Yes, not everyone in the Greek world loves the Russian Orthodox Church, but even its fiercest critics, hand on heart, have to admit in this case that if they were to find themselves in Fr. Ephraim’s shoes they would much rather see Moscow’s attitude toward their misfortune than Constantinople’s.
The above-mentioned Bishop Amvrossios of the Greek Orthodox Church makes yet another point: “If the Russian Patriarch has inadvertently interfered in the affairs of another Patriarchate, why then aren’t the Churches of Greece, Cyprus, and Bulgaria also cited? Their leaders made similar statements. It would appear that the Ecumenical Patriarchate is essentially contradicting itself and is acting unilaterally.”
Truly, such selectivity in its reaction ultimately exposes the fear and preoccupation present in the Phanar. It is, alas, all so far from the Gospels and even from elementary propriety that it brings on very dismal thoughts. Could it really be that no one in the Constantinople Patriarchate understands that by their statement they are, firstly, only compromising themselves; and secondly, they still cannot prevent the Moscow Patriarchate and other Churches from expressing their opinions and concern over the events occurring in the rest of the Orthodox world, even in the canonical territory of the Constantinople Patriarchate?

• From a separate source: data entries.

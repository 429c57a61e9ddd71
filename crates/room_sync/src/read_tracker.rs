use std::collections::HashMap;

use shared::{
    domain::{MemberId, MessageId, RoomId},
    protocol::{ChatMessage, ReadReceipt},
};

/// Read cursor movement to report to the receipt sink.
#[derive(Debug, Clone, PartialEq, Eq)]
pub struct ReadAdvance {
    pub room_id: RoomId,
    pub message_id: MessageId,
    pub reader_id: MemberId,
}

impl ReadAdvance {
    pub fn to_receipt(&self) -> ReadReceipt {
        ReadReceipt {
            room_id: self.room_id.clone(),
            message_id: self.message_id,
            reader_id: self.reader_id.clone(),
        }
    }
}

#[derive(Debug, Default)]
pub struct ReadTracker {
    last_acknowledged: HashMap<RoomId, MessageId>,
}

impl ReadTracker {
    pub fn new() -> Self {
        Self::default()
    }

    /// Looks at the tail of `sequence` and returns an advance when it is a
    /// persisted message from someone else that has not been acknowledged yet.
    pub fn observe(
        &mut self,
        room_id: &RoomId,
        sequence: &[ChatMessage],
        local_user: &MemberId,
    ) -> Option<ReadAdvance> {
        let last = sequence.last()?;
        if &last.sender == local_user {
            return None;
        }
        let message_id = last.message_id?;
        if self.last_acknowledged.get(room_id) == Some(&message_id) {
            return None;
        }

        self.last_acknowledged.insert(room_id.clone(), message_id);
        Some(ReadAdvance {
            room_id: room_id.clone(),
            message_id,
            reader_id: local_user.clone(),
        })
    }

    pub fn last_acknowledged(&self, room_id: &RoomId) -> Option<MessageId> {
        self.last_acknowledged.get(room_id).copied()
    }

    pub fn forget(&mut self, room_id: &RoomId) {
        self.last_acknowledged.remove(room_id);
    }
}

#[cfg(test)]
mod tests {
    use chrono::Utc;
    use shared::domain::MessageKind;

    use super::*;

    fn message(id: Option<i64>, sender: &str) -> ChatMessage {
        ChatMessage {
            room_id: RoomId::from("r"),
            message_id: id.map(MessageId),
            sender: MemberId::from(sender),
            content: "x".into(),
            kind: MessageKind::Talk,
            send_time: Utc::now(),
            file_url: None,
        }
    }

    #[test]
    fn emits_once_per_remote_tail() {
        let room = RoomId::from("r");
        let me = MemberId::from("me");
        let mut tracker = ReadTracker::new();
        let sequence = vec![message(Some(1), "kim")];

        let advance = tracker.observe(&room, &sequence, &me).expect("advance");
        assert_eq!(advance.message_id, MessageId(1));
        assert_eq!(advance.reader_id, me);
        assert_eq!(tracker.observe(&room, &sequence, &me), None);
        assert_eq!(tracker.last_acknowledged(&room), Some(MessageId(1)));
    }

    #[test]
    fn ignores_local_tail_and_idless_tail() {
        let room = RoomId::from("r");
        let me = MemberId::from("me");
        let mut tracker = ReadTracker::new();

        assert_eq!(tracker.observe(&room, &[], &me), None);
        assert_eq!(tracker.observe(&room, &[message(Some(2), "me")], &me), None);
        assert_eq!(tracker.observe(&room, &[message(None, "kim")], &me), None);
        assert_eq!(tracker.last_acknowledged(&room), None);
    }

    #[test]
    fn never_repeats_an_id_across_interleaved_tails() {
        let room = RoomId::from("r");
        let me = MemberId::from("me");
        let mut tracker = ReadTracker::new();
        let mut sequence = vec![message(Some(1), "kim")];
        let mut emitted = Vec::new();

        for next in [
            message(None, "me"),
            message(Some(2), "kim"),
            message(Some(3), "me"),
            message(Some(4), "lee"),
        ] {
            if let Some(advance) = tracker.observe(&room, &sequence, &me) {
                emitted.push(advance.message_id);
            }
            sequence.push(next);
            if let Some(advance) = tracker.observe(&room, &sequence, &me) {
                emitted.push(advance.message_id);
            }
        }

        assert_eq!(
            emitted,
            vec![MessageId(1), MessageId(2), MessageId(4)]
        );
    }

    #[test]
    fn cursors_are_per_room() {
        let me = MemberId::from("me");
        let mut tracker = ReadTracker::new();
        let sequence = vec![message(Some(9), "kim")];

        assert!(tracker.observe(&RoomId::from("a"), &sequence, &me).is_some());
        assert!(tracker.observe(&RoomId::from("b"), &sequence, &me).is_some());

        tracker.forget(&RoomId::from("a"));
        assert!(tracker.observe(&RoomId::from("a"), &sequence, &me).is_some());
    }
}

In fact, the drop in Constantinople Patriarchate’s authority and the rise in neglect of its Synod’s resolution is attested to by the other autocephalous Churches’ disregard for the Synod’s call not to “interfere” in this matter. After the Constantinople Patriarchate’s session, others began writing letters analogous to Patriarch Kirill’s. The Synod of the Greek Orthodox Church, Archbishop Chrysostom, the Primate of the Orthodox Church of Cyprus, and Metropolitan Amfilohije of Montenegro sent letters to the general prosecutor of Greece calling for a reversal of the decision to arrest Fr. Ephraim, and Bishop Pankraty of Troitsky sent a letter to the Prime Minister of Greece and a number of other upper level government officials with a similar request.
So, what did the Synod of the Constantinople Patriarchate achieve? It only showed the entire Orthodox world that those who have pretenses for an exclusive place at the head of the Orthodox Church are in reality so totally out of touch with the rest of the Church that they have lost the ability to adequately evaluate their own statements and actions.

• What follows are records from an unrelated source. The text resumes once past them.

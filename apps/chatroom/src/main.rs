use std::{
    path::{Path, PathBuf},
    sync::Arc,
};

use anyhow::{Context, Result};
use chrono::Local;
use clap::Parser;
use room_sync::{
    collaborators::FileBlob,
    config::load_settings,
    grouping::DisplayMessage,
    http::RestBackend,
    RoomSynchronizer, SessionContext, SyncCollaborators,
};
use shared::domain::{FallbackIdentity, MemberId, RoomId};
use tracing::info;
use tracing_subscriber::EnvFilter;

#[derive(Parser, Debug)]
struct Args {
    #[arg(long)]
    room_id: String,
    #[arg(long)]
    user_id: String,
    /// Bearer token; falls back to `APP__AUTH_TOKEN` / the settings file.
    #[arg(long)]
    token: Option<String>,
    /// Name shown for senders missing from the member list.
    #[arg(long)]
    target: Option<String>,
    #[arg(long, default_value = "")]
    rank: String,
    /// Files to upload into the room, in order.
    #[arg(long = "upload")]
    uploads: Vec<PathBuf>,
    #[arg(long)]
    leave: bool,
}

#[tokio::main]
async fn main() -> Result<()> {
    tracing_subscriber::fmt()
        .with_env_filter(
            EnvFilter::try_from_default_env().unwrap_or_else(|_| EnvFilter::new("info")),
        )
        .init();
    let args = Args::parse();

    let settings = load_settings();
    settings.validate()?;
    let session = SessionContext {
        local_user: MemberId::new(args.user_id.clone()),
        auth_token: args.token.clone().or_else(|| settings.auth_token.clone()),
    };
    let rest = Arc::new(RestBackend::for_session(&settings.api_base_url, &session)?);

    let fallback = args.target.as_ref().map(|name| FallbackIdentity {
        name: name.clone(),
        rank: args.rank.clone(),
        avatar_url: settings.default_avatar.clone(),
    });
    let sync = RoomSynchronizer::new(session, settings, SyncCollaborators::from_rest(rest));

    let room_id = RoomId::new(args.room_id.clone());
    sync.open_room(&room_id, fallback).await?;

    if let Some(title) = sync.conversation_title(&room_id).await {
        println!("== {title}");
    }
    for row in sync.decorate(&room_id).await {
        println!("{}", render_row(&row));
    }

    if !args.uploads.is_empty() {
        let mut files = Vec::with_capacity(args.uploads.len());
        for path in &args.uploads {
            files.push(read_blob(path).await?);
        }
        let report = sync.upload_files(&room_id, files).await?;
        for failure in &report.failures {
            eprintln!(
                "upload failed: {} ({:?}): {}",
                failure.file_name, failure.stage, failure.reason
            );
        }
        println!("-- files in room");
        for file in &report.file_list {
            println!("{}  {}", file.original_name, file.size_label());
        }
    }

    if args.leave {
        sync.leave_room(&room_id).await?;
        info!(room_id = %room_id, "left room");
    } else {
        sync.close_room(&room_id).await;
    }

    Ok(())
}

fn render_row(row: &DisplayMessage) -> String {
    let message = &row.message;
    if row.is_banner {
        return format!("   --- {} ---", message.content);
    }
    let time = message.send_time.with_timezone(&Local).format("%p %I:%M");
    let who = if row.is_mine {
        "me".to_string()
    } else if row.hide_profile {
        " ".repeat(row.sender_label.chars().count())
    } else {
        row.sender_label.clone()
    };
    match &message.file_url {
        Some(storage_name) => format!("[{time}] {who}: [file] {} ({storage_name})", message.content),
        None => format!("[{time}] {who}: {}", message.content),
    }
}

async fn read_blob(path: &Path) -> Result<FileBlob> {
    let bytes = tokio::fs::read(path)
        .await
        .with_context(|| format!("failed to read {}", path.display()))?;
    let file_name = path
        .file_name()
        .map(|name| name.to_string_lossy().into_owned())
        .unwrap_or_else(|| "upload".to_string());
    Ok(FileBlob {
        file_name,
        mime_type: mime_guess::from_path(path).first_raw().map(str::to_string),
        bytes,
    })
}
impl RoomSynchronizer {
    pub fn new(
        session: SessionContext,
        settings: SyncSettings,
        collaborators: SyncCollaborators,
    ) -> Arc<Self> {
        let (events, _) = broadcast::channel(1024);
        Arc::new(Self {
            transfers: TransferCoordinator::new(collaborators.files),
            presenter: GroupingPresenter::new(settings.grouping_window_ms),
            inner: Mutex::new(SyncState {
                next_generation: 1,
                rooms: HashMap::new(),
                store: MessageStore::new(),
                reads: ReadTracker::new(),
                scroll: ScrollFollower::new(settings.near_bottom_threshold_px),
            }),
            session,
            settings,
            history: collaborators.history,
            live: collaborators.live,
            receipts: collaborators.receipts,
            directory: collaborators.directory,
            membership: collaborators.membership,
            notifier: collaborators.notifier,
            events,
        })
    }

    pub fn local_user(&self) -> &MemberId {
        &self.session.local_user
    }

    pub fn subscribe_events(&self) -> broadcast::Receiver<SyncEvent> {
        self.events.subscribe()
    }

    /// Starts following `room_id`: live subscription, participant roster and
    /// history. Returns once history has been applied (or given up on).
    /// `fallback` names senders missing from the roster; defaults to settings.
    pub async fn open_room(
        self: &Arc<Self>,
        room_id: &RoomId,
        fallback: Option<FallbackIdentity>,
    ) -> Result<(), SyncError> {
        let generation = {
            let mut guard = self.inner.lock().await;
            if guard.rooms.contains_key(room_id) {
                debug!(room_id = %room_id, "sync: room already open");
                return Ok(());
            }
            let generation = guard.next_generation;
            guard.next_generation += 1;
            guard.rooms.insert(
                room_id.clone(),
                OpenRoom {
                    generation,
                    fallback: fallback.unwrap_or_else(|| self.settings.fallback_identity()),
                    roster: ParticipantRoster::default(),
                    live_task: None,
                },
            );
            generation
        };
        info!(room_id = %room_id, generation, "sync: room opened");
        self.notify_room_updated(room_id).await;

        self.start_live_subscription(room_id, generation).await;
        self.refresh_participants_for(room_id, Some(generation)).await;

        let history = match self.history.fetch_history(room_id).await {
            Ok(history) => history,
            Err(err) => {
                warn!(room_id = %room_id, "sync: history fetch failed: {err:#}");
                Vec::new()
            }
        };

        let reaction = {
            let mut guard = self.inner.lock().await;
            if !guard.is_current(room_id, Some(generation)) {
                debug!(room_id = %room_id, generation, "sync: dropping history for closed room");
                return Ok(());
            }
            let len_before = guard.store.get(room_id).len();
            let tail_before = guard.store.tail(room_id).cloned();
            let seeded = guard.store.seed(room_id, history).len();
            debug!(room_id = %room_id, seeded, "sync: history applied");
            let grew = seeded > len_before;
            if !grew && guard.store.tail(room_id) == tail_before.as_ref() {
                return Ok(());
            }
            react(&mut guard, room_id, &self.session.local_user, grew)
        };
        self.dispatch(room_id, reaction).await;
        Ok(())
    }

    async fn start_live_subscription(self: &Arc<Self>, room_id: &RoomId, generation: u64) {
        let mut stream = match self.live.subscribe(room_id).await {
            Ok(stream) => stream,
            Err(err) => {
                warn!(room_id = %room_id, "sync: live subscription failed: {err:#}");
                let _ = self.events.send(SyncEvent::Error(format!(
                    "live subscription failed for room {room_id}: {err}"
                )));
                return;
            }
        };

        let client = Arc::clone(self);
        let task_room = room_id.clone();
        let task = tokio::spawn(async move {
            while let Some(message) = stream.next().await {
                if !client
                    .apply_live_event(&task_room, Some(generation), message)
                    .await
                {
                    break;
                }
            }
            debug!(room_id = %task_room, "sync: live stream ended");
        });

        let mut guard = self.inner.lock().await;
        match guard.rooms.get_mut(room_id) {
            Some(room) if room.generation == generation => room.live_task = Some(task),
            _ => task.abort(),
        }
    }

    /// Applies one push event. Events for rooms that are not open are ignored.
    pub async fn handle_live_event(&self, room_id: &RoomId, message: ChatMessage) {
        self.apply_live_event(room_id, None, message).await;
    }

    /// Returns `false` once the room (or this generation of it) is gone.
    async fn apply_live_event(
        &self,
        room_id: &RoomId,
        generation: Option<u64>,
        message: ChatMessage,
    ) -> bool {
        let reaction = {
            let mut guard = self.inner.lock().await;
            if !guard.is_current(room_id, generation) {
                return false;
            }
            if !guard.store.append(room_id, message) {
                debug!(room_id = %room_id, "sync: duplicate live event dropped");
                return true;
            }
            react(&mut guard, room_id, &self.session.local_user, true)
        };
        self.dispatch(room_id, reaction).await;
        true
    }

    /// Sends a typed message. Blank input is ignored and yields `Ok(None)`.
    pub async fn send_text(
        &self,
        room_id: &RoomId,
        text: &str,
    ) -> Result<Option<ChatMessage>, SyncError> {
        if text.trim().is_empty() {
            return Ok(None);
        }
        let message = ChatMessage::talk(room_id.clone(), self.session.local_user.clone(), text);
        self.send(room_id, message.clone()).await?;
        Ok(Some(message))
    }

    pub async fn update_viewport(&self, room_id: &RoomId, distance_from_bottom: f64) {
        let mut guard = self.inner.lock().await;
        if guard.rooms.contains_key(room_id) {
            guard.scroll.update_viewport(room_id, distance_from_bottom);
        }
    }

    pub async fn refresh_participants(&self, room_id: &RoomId) {
        self.refresh_participants_for(room_id, None).await;
    }

    async fn refresh_participants_for(&self, room_id: &RoomId, generation: Option<u64>) {
        let records = match self.directory.fetch_members(room_id).await {
            Ok(records) => records,
            Err(err) => {
                warn!(room_id = %room_id, "sync: member list fetch failed: {err:#}");
                return;
            }
        };

        let profiles = join_all(records.iter().map(|record| async move {
            match self.directory.fetch_profile(&record.member_id).await {
                Ok(profile) => Some(profile),
                Err(err) => {
                    warn!(member_id = %record.member_id, "sync: profile fetch failed: {err:#}");
                    None
                }
            }
        }))
        .await;

        let roster = ParticipantRoster::from_directory(
            records,
            profiles,
            &self.settings.storage_base_url,
            &self.settings.default_avatar,
        );

        {
            let mut guard = self.inner.lock().await;
            if !guard.is_current(room_id, generation) {
                return;
            }
            if let Some(room) = guard.rooms.get_mut(room_id) {
                room.roster = roster;
            }
        }
        let _ = self.events.send(SyncEvent::ParticipantsUpdated {
            room_id: room_id.clone(),
        });
        self.notify_room_updated(room_id).await;
    }

    /// Uploads `files` in order, posting a FILE message for each success, then
    /// refreshes the room's file list.
    pub async fn upload_files(
        &self,
        room_id: &RoomId,
        files: Vec<FileBlob>,
    ) -> Result<TransferReport, SyncError> {
        let generation = self.generation_of(room_id).await?;
        let outbound = GenerationSender {
            sync: self,
            generation,
        };
        let mut report = self
            .transfers
            .upload(room_id, &self.session.local_user, files, &outbound)
            .await;

        let current = self.inner.lock().await.is_current(room_id, Some(generation));
        if !current {
            report.cancelled = true;
        } else if !report.cancelled {
            let _ = self.events.send(SyncEvent::FileListRefreshed {
                room_id: room_id.clone(),
                files: report.file_list.clone(),
            });
        }
        Ok(report)
    }

    pub async fn refresh_file_list(&self, room_id: &RoomId) -> Result<Vec<FileEntry>, SyncError> {
        let generation = self.generation_of(room_id).await?;
        let files = self.transfers.refresh_file_list(room_id).await;
        if self.inner.lock().await.is_current(room_id, Some(generation)) {
            let _ = self.events.send(SyncEvent::FileListRefreshed {
                room_id: room_id.clone(),
                files: files.clone(),
            });
        }
        Ok(files)
    }

    pub async fn download(&self, storage_name: &str) -> Result<Vec<u8>, SyncError> {
        self.transfers.download(storage_name).await
    }

    /// Asks the server to remove the local user from the room. Local state is
    /// torn down only when the server accepts.
    pub async fn leave_room(&self, room_id: &RoomId) -> Result<(), SyncError> {
        self.generation_of(room_id).await?;
        self.membership
            .leave_room(room_id)
            .await
            .map_err(|source| SyncError::Leave {
                room_id: room_id.clone(),
                source,
            })?;
        info!(room_id = %room_id, "sync: left room");
        self.notify_room_updated(room_id).await;
        self.close_room(room_id).await;
        Ok(())
    }

    /// Discards all local state for the room. Outstanding fetches and uploads
    /// for it complete into nothing.
    pub async fn close_room(&self, room_id: &RoomId) {
        let removed = {
            let mut guard = self.inner.lock().await;
            let removed = guard.rooms.remove(room_id);
            guard.store.forget(room_id);
            guard.reads.forget(room_id);
            guard.scroll.forget(room_id);
            removed
        };
        let Some(room) = removed else {
            return;
        };
        if let Some(task) = room.live_task {
            task.abort();
        }
        debug!(room_id = %room_id, generation = room.generation, "sync: room closed");
        let _ = self.events.send(SyncEvent::RoomClosed {
            room_id: room_id.clone(),
        });
    }

    pub async fn is_open(&self, room_id: &RoomId) -> bool {
        self.inner.lock().await.rooms.contains_key(room_id)
    }

    pub async fn messages(&self, room_id: &RoomId) -> Vec<ChatMessage> {
        self.inner.lock().await.store.get(room_id).to_vec()
    }

    pub async fn last_read(&self, room_id: &RoomId) -> Option<MessageId> {
        self.inner.lock().await.reads.last_acknowledged(room_id)
    }

    pub async fn participants(&self, room_id: &RoomId) -> Vec<Participant> {
        let guard = self.inner.lock().await;
        guard
            .rooms
            .get(room_id)
            .map(|room| room.roster.members().to_vec())
            .unwrap_or_default()
    }

    pub async fn decorate(&self, room_id: &RoomId) -> Vec<DisplayMessage> {
        let guard = self.inner.lock().await;
        let Some(room) = guard.rooms.get(room_id) else {
            return Vec::new();
        };
        self.presenter.decorate(
            guard.store.get(room_id),
            &self.session.local_user,
            &room.roster,
            &room.fallback,
        )
    }

    pub async fn conversation_title(&self, room_id: &RoomId) -> Option<String> {
        let guard = self.inner.lock().await;
        guard
            .rooms
            .get(room_id)
            .map(|room| room.roster.conversation_title(&self.session.local_user, &room.fallback))
    }

    async fn generation_of(&self, room_id: &RoomId) -> Result<u64, SyncError> {
        self.inner
            .lock()
            .await
            .rooms
            .get(room_id)
            .map(|room| room.generation)
            .ok_or_else(|| SyncError::RoomNotOpen(room_id.clone()))
    }

    async fn dispatch(&self, room_id: &RoomId, reaction: Reaction) {
        let _ = self.events.send(SyncEvent::SequenceChanged {
            room_id: room_id.clone(),
            len: reaction.len,
        });

        if let Some(advance) = reaction.read {
            if let Err(err) = self.receipts.notify_read(&advance.to_receipt()).await {
                warn!(
                    room_id = %room_id,
                    message_id = advance.message_id.0,
                    "sync: read receipt not delivered: {err:#}"
                );
            }
            let _ = self.events.send(SyncEvent::ReadAdvanced(advance));
            self.notify_room_updated(room_id).await;
        }

        if let Some(action) = reaction.scroll {
            let _ = self.events.send(SyncEvent::Scroll {
                room_id: room_id.clone(),
                action,
            });
        }
    }

    async fn notify_room_updated(&self, room_id: &RoomId) {
        if let Err(err) = self.notifier.room_updated(room_id).await {
            warn!(room_id = %room_id, "sync: room update notification failed: {err:#}");
        }
    }

    /// Optimistic append, reactions, then publish. A failed publish leaves the
    /// local copy in place. With `generation` set, a room that was closed or
    /// reopened since counts as not open.
    async fn send_in(
        &self,
        room_id: &RoomId,
        generation: Option<u64>,
        message: ChatMessage,
    ) -> Result<(), SyncError> {
        let reaction = {
            let mut guard = self.inner.lock().await;
            if !guard.is_current(room_id, generation) {
                return Err(SyncError::RoomNotOpen(room_id.clone()));
            }
            guard.store.append(room_id, message.clone());
            react(&mut guard, room_id, &self.session.local_user, true)
        };
        self.dispatch(room_id, reaction).await;

        self.live
            .publish(room_id, &message)
            .await
            .map_err(|source| {
                warn!(room_id = %room_id, "sync: publish failed: {source:#}");
                SyncError::Publish {
                    room_id: room_id.clone(),
                    source,
                }
            })
    }
}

Meanwhile, Fr. Ephraim is still in prison—until the end of the investigation. The process promises to be lengthy, and so the preliminary imprisonment of the abbot of Vatopedi Monastery could stretch over years, even if he is finally found not guilty! And what if the elderly archimandrite’s fragile health does not withstand prison and he dies there? Upon whose conscience will be his death?

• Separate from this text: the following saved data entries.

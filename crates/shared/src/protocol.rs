use chrono::{DateTime, Utc};
use serde::{Deserialize, Serialize};

use crate::domain::{MemberId, MessageId, MessageKind, RoomId};

#[derive(Debug, Clone, PartialEq, Eq, Serialize, Deserialize)]
#[serde(rename_all = "camelCase")]
pub struct ChatMessage {
    pub room_id: RoomId,
    #[serde(default, skip_serializing_if = "Option::is_none")]
    pub message_id: Option<MessageId>,
    pub sender: MemberId,
    pub content: String,
    #[serde(rename = "type")]
    pub kind: MessageKind,
    #[serde(with = "timestamp")]
    pub send_time: DateTime<Utc>,
    #[serde(default, skip_serializing_if = "Option::is_none")]
    pub file_url: Option<String>,
}

impl ChatMessage {
    pub fn talk(room_id: RoomId, sender: MemberId, content: impl Into<String>) -> Self {
        Self {
            room_id,
            message_id: None,
            sender,
            content: content.into(),
            kind: MessageKind::Talk,
            send_time: Utc::now(),
            file_url: None,
        }
    }

    pub fn file(room_id: RoomId, sender: MemberId, uploaded: &UploadedFile) -> Self {
        Self {
            room_id,
            message_id: None,
            sender,
            content: uploaded.original_name.clone(),
            kind: MessageKind::File,
            send_time: Utc::now(),
            file_url: Some(uploaded.sys_name.clone()),
        }
    }

    pub fn is_system(&self) -> bool {
        self.kind == MessageKind::System
    }
}

/// Row of `GET /api/chat/members/{roomId}`.
#[derive(Debug, Clone, PartialEq, Eq, Serialize, Deserialize)]
#[serde(rename_all = "camelCase")]
pub struct MemberRecord {
    pub member_id: MemberId,
    pub name: String,
    #[serde(default)]
    pub rank_name: Option<String>,
}

/// Body of `GET /member/info/{memberId}`. Only the fields the room view reads.
#[derive(Debug, Clone, Default, PartialEq, Eq, Serialize, Deserialize)]
pub struct MemberProfileRecord {
    #[serde(default, rename = "name", skip_serializing_if = "Option::is_none")]
    pub display_name: Option<String>,
    #[serde(
        default,
        rename = "profileImage_servName",
        skip_serializing_if = "Option::is_none"
    )]
    pub avatar_ref: Option<String>,
}

#[derive(Debug, Clone, PartialEq, Eq, Serialize, Deserialize)]
#[serde(rename_all = "camelCase")]
pub struct UploadedFile {
    pub original_name: String,
    pub sys_name: String,
}

#[derive(Debug, Clone, PartialEq, Eq, Serialize, Deserialize)]
#[serde(rename_all = "camelCase")]
pub struct FileEntry {
    pub original_name: String,
    pub sys_name: String,
    #[serde(default)]
    pub size: u64,
}

impl FileEntry {
    pub fn size_label(&self) -> String {
        format!("{:.1} KB", self.size as f64 / 1024.0)
    }
}

#[derive(Debug, Clone, PartialEq, Eq, Serialize, Deserialize)]
#[serde(rename_all = "camelCase")]
pub struct ReadReceipt {
    pub room_id: RoomId,
    pub message_id: MessageId,
    pub reader_id: MemberId,
}

/// `sendTime` arrives as RFC 3339, as a zone-less local timestamp, or as epoch
/// milliseconds depending on the producer. Zone-less values are read as UTC.
pub mod timestamp {
    use chrono::{DateTime, NaiveDateTime, TimeZone, Utc};
    use serde::{de, Deserialize, Deserializer, Serializer};

    #[derive(Deserialize)]
    #[serde(untagged)]
    enum Raw {
        Millis(i64),
        Text(String),
    }

    pub fn serialize<S>(value: &DateTime<Utc>, serializer: S) -> Result<S::Ok, S::Error>
    where
        S: Serializer,
    {
        serializer.serialize_str(&value.to_rfc3339())
    }

    pub fn deserialize<'de, D>(deserializer: D) -> Result<DateTime<Utc>, D::Error>
    where
        D: Deserializer<'de>,
    {
        match Raw::deserialize(deserializer)? {
            Raw::Millis(ms) => Utc
                .timestamp_millis_opt(ms)
                .single()
                .ok_or_else(|| de::Error::custom(format!("timestamp out of range: {ms}"))),
            Raw::Text(text) => parse(&text).map_err(de::Error::custom),
        }
    }

    pub fn parse(text: &str) -> Result<DateTime<Utc>, String> {
        if let Ok(parsed) = DateTime::parse_from_rfc3339(text) {
            return Ok(parsed.with_timezone(&Utc));
        }
        NaiveDateTime::parse_from_str(text, "%Y-%m-%dT%H:%M:%S%.f")
            .or_else(|_| NaiveDateTime::parse_from_str(text, "%Y-%m-%d %H:%M:%S%.f"))
            .map(|naive| naive.and_utc())
            .map_err(|err| format!("invalid timestamp '{text}': {err}"))
    }
}
//! Sequential file uploads that land in the transcript as FILE messages.

use std::sync::Arc;

use async_trait::async_trait;
use shared::{
    domain::{MemberId, RoomId},
    protocol::{ChatMessage, FileEntry},
};
use tracing::{info, warn};

use crate::{
    collaborators::{FileBlob, FileTransferBackend},
    error::{SyncError, TransferFailure, TransferStage},
};

/// The path typed messages take: optimistic append, then publish.
#[async_trait]
pub trait OutboundSender: Send + Sync {
    async fn send(&self, room_id: &RoomId, message: ChatMessage) -> Result<(), SyncError>;
}

#[derive(Debug, Clone, Default, PartialEq, Eq)]
pub struct TransferReport {
    /// FILE messages handed to the send path, in input order.
    pub sent: Vec<ChatMessage>,
    pub failures: Vec<TransferFailure>,
    pub file_list: Vec<FileEntry>,
    /// The room went away mid-batch; remaining files were skipped.
    pub cancelled: bool,
}

pub struct TransferCoordinator {
    backend: Arc<dyn FileTransferBackend>,
}

impl TransferCoordinator {
    pub fn new(backend: Arc<dyn FileTransferBackend>) -> Self {
        Self { backend }
    }

    /// Uploads `files` one at a time in the given order. A failed file is
    /// reported and skipped; the rest of the batch still runs. The room's file
    /// list is refreshed once after the last attempt.
    pub async fn upload(
        &self,
        room_id: &RoomId,
        local_user: &MemberId,
        files: Vec<FileBlob>,
        outbound: &dyn OutboundSender,
    ) -> TransferReport {
        let mut report = TransferReport::default();

        for (index, file) in files.iter().enumerate() {
            let uploaded = match self.backend.upload(room_id, file).await {
                Ok(uploaded) => uploaded,
                Err(err) => {
                    warn!(
                        room_id = %room_id,
                        index,
                        file_name = %file.file_name,
                        "transfer: upload failed: {err:#}"
                    );
                    report.failures.push(TransferFailure {
                        index,
                        file_name: file.file_name.clone(),
                        stage: TransferStage::Upload,
                        reason: format!("{err:#}"),
                    });
                    continue;
                }
            };

            let message = ChatMessage::file(room_id.clone(), local_user.clone(), &uploaded);
            match outbound.send(room_id, message.clone()).await {
                Ok(()) => report.sent.push(message),
                Err(SyncError::RoomNotOpen(_)) => {
                    info!(room_id = %room_id, index, "transfer: room closed mid-batch; stopping");
                    report.cancelled = true;
                    return report;
                }
                Err(err) => {
                    // the optimistic FILE row is already in the transcript
                    report.sent.push(message);
                    report.failures.push(TransferFailure {
                        index,
                        file_name: file.file_name.clone(),
                        stage: TransferStage::Publish,
                        reason: err.to_string(),
                    });
                }
            }
        }

        report.file_list = self.refresh_file_list(room_id).await;
        info!(
            room_id = %room_id,
            sent = report.sent.len(),
            failed = report.failures.len(),
            "transfer: batch finished"
        );
        report
    }

    pub async fn refresh_file_list(&self, room_id: &RoomId) -> Vec<FileEntry> {
        match self.backend.list_files(room_id).await {
            Ok(files) => files,
            Err(err) => {
                warn!(room_id = %room_id, "transfer: file list fetch failed: {err:#}");
                Vec::new()
            }
        }
    }

    pub async fn download(&self, storage_name: &str) -> Result<Vec<u8>, SyncError> {
        self.backend
            .download(storage_name)
            .await
            .map_err(|source| SyncError::Download {
                storage_name: storage_name.to_string(),
                source,
            })
    }
}

#[cfg(test)]
#[path = "tests/transfer_tests.rs"]
mod tests;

But even if everything ends well—they release Fr. Ephraim and then vindicate him—this unfortunately will not mean that the Constantinople Patriarchate’s problems will be over.
It is not even a matter of lost authority in the eyes of the faithful; the position taken by the members of the Synod of the Constantinople Patriarchate will be very difficult to substantiate at the Last Judgment—because there is a real danger of finding themselves numbered amongst those who hear from Christ, “I was in prison, and ye visited Me not” (cf. 24:43).